Something like a concept of tentatively allocated space in the
allocator, which would be managed based on the requirements of the
vdev. Using such a mechanism, it could coalesce the space if possible
for allocations. Of course, it would also have to convert the
misaligned bits back into tentatively allocated space when blocks are
freed.
It would add complexity and this roundup only occurs in the RAID-Z
vdev. As the metaslab/space allocator doesn't have any idea about the
on disk layout it wouldn't be able to say whether successive single
free blocks in the space map are on the same/different disks -- and
this would further add to the complexity of data/parity allocation
within the RAID-Z vdev itself.
While I expect this may require changes which would not easily be
backward compatible, the alignment on RAID-Z has always felt a bit
wrong.

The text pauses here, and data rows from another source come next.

pub mod camera;
pub mod light;
pub mod material;
pub mod mesh;
pub mod transform;
use glam::{UVec2, Vec3};
use prism_gfx::commands::command_buffer::GfxCommandBuffer;
use prism_gfx::raytracing::acceleration::GfxRay;
use prism_scene::intersection::RayIntersection;
use prism_scene::shading::light::ShadingPoint;
use prism_scene::shading::sampling::{pixel_rng, random2d};
use rand::rngs::StdRng;

use crate::render_pipeline::shading::{PassContext, RAY_EPSILON, light_emission, offset_origin};
use crate::resources::frame_buffers::GBufferTexel;

/// 间接光在最终结果中的权重
const GI_WEIGHT: f32 = 0.05;

/// Deferred shading 主 pass
///
/// 每个像素只取一个命中点，对所有光源求直接光照；
/// 开启 GI 时再追踪一条 BSDF 采样的光线，命中点只算直接光。
pub struct DeferredPass;
impl DeferredPass {
    pub fn exec(&self, cmd: &mut GfxCommandBuffer, ctx: &PassContext) -> Vec<GBufferTexel> {
        let _span = tracy_client::span!("DeferredPass::exec");
        cmd.dispatch_2d("deferred-shading", ctx.extent, |pixel| Self::shade_pixel(ctx, pixel))
    }

    fn shade_pixel(ctx: &PassContext, pixel: UVec2) -> GBufferTexel {
        let mut rng = pixel_rng(ctx.frame_id, ctx.pixel_index(pixel));
        let (ray, isect) = ctx.primary_hit(pixel);

        let radiance = ctx.composite_layers(
            ray,
            isect,
            |ray, isect| Self::shade_surface(ctx, ray, isect, ctx.settings.enable_gi, &mut rng),
            |ray| ctx.ambient_radiance(ray.direction),
        );
        let radiance = ctx.apply_wireframe(pixel, &isect, radiance);
        ctx.gbuffer_texel(&ray, &isect, radiance)
    }

    fn shade_surface(ctx: &PassContext, ray: &GfxRay, isect: &RayIntersection, gi: bool, rng: &mut StdRng) -> Vec3 {
        let w_o = -ray.direction;
        if let Some((_, le)) = light_emission(ctx, isect, w_o) {
            return le;
        }

        let (kind, params) = ctx.surface(isect, w_o);
        let p = ShadingPoint {
            position: isect.position,
            normal: params.normal,
        };

        let mut direct = params.emission;
        for light in &ctx.lights {
            let sample = light.l_i(&p);
            let cos = params.normal.dot(sample.direction);
            if cos <= 0.0 {
                continue;
            }
            if sample.shadowed && ctx.occluded(&p, sample.direction, sample.distance) {
                continue;
            }
            direct += kind.bxdf(&params, w_o, sample.direction) * sample.radiance * cos;
        }
        if !gi {
            return direct;
        }

        let Some((w_i, pdf)) = kind.sample(&params, w_o, random2d(rng)) else {
            return direct;
        };
        let cos = params.normal.dot(w_i);
        if pdf <= 0.0 || cos <= 0.0 {
            return direct;
        }
        let gi_ray = GfxRay::new(offset_origin(p.position, p.normal, w_i), w_i).with_range(RAY_EPSILON, f32::INFINITY);
        let gi_isect = ctx.scene.intersect(&gi_ray);
        let incoming = if gi_isect.valid() {
            Self::shade_surface(ctx, &gi_ray, &gi_isect, false, rng)
        } else {
            ctx.ambient_radiance(w_i)
        };
        let indirect = kind.bxdf(&params, w_o, w_i) * incoming * cos / pdf;
        direct * (1.0 - GI_WEIGHT) + indirect * GI_WEIGHT
    }
}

While the more severe effects can be addressed by also writing
out the dead space, that will not address uneven placement of data and
parity across the stripes.
I've also had issues with this (under a slightly different guise).
I've implemented a rather naive raidz implementation based on the
current implementation which allows you to use all the disk space on
an array of mismatched disks.
What I've done is use the grid portion of the block pointer to specify
a RAID 'version' number (of which you are currently allowed 255 (0
being reserved for the current layout)). I've then organized it such
that metaslab_init is specialised in the raidz vdev (a la
vdev_raidz_asize()) and allocates the metaslab as before, but forces a
new metaslab when a boundary is reached that would alter the number of
disks in a stripe. This increases the number of metaslabs by O(number
of disks). It also means that you need to psize_to_asize slightly
later in the metaslab allocation section (rather than once per vdev);
and that things like raidz_asize() and map_alloc() have an addition
lg(number_disks) overhead in computation.
The result is allocation that is computationally marginally more
complex though, from benchmarking with dtrace, it's hardly noticeable
compared to the overhead of malloc(); and you get a lot a disk space
back (if you're a disk collector (read: poor student) like me :) ).
While this is by no means complete, it does give you some things for
'free' (as it were). Like changing the number of parity disks from
1->2->1 should simply be a matter of creating a new grid version; and
it has backwards compatibility with the original RAID-Z.
Unfortunately it isn't all good news. Adding/relacing disks doesn't
appear to be as easy as this requires munging the space map. And then
you have the problem (now we get to it...) of single block unallocated
space when the striped width changes. This could probably be dealt
with by passivating a metaslab as full if all that's still available
is single blocks of contiguous free space... But yes, something to
work on :).
Anyway; that turned out to be rather longer than I expected. If
anyone has any wise words of advice, I'm all ears!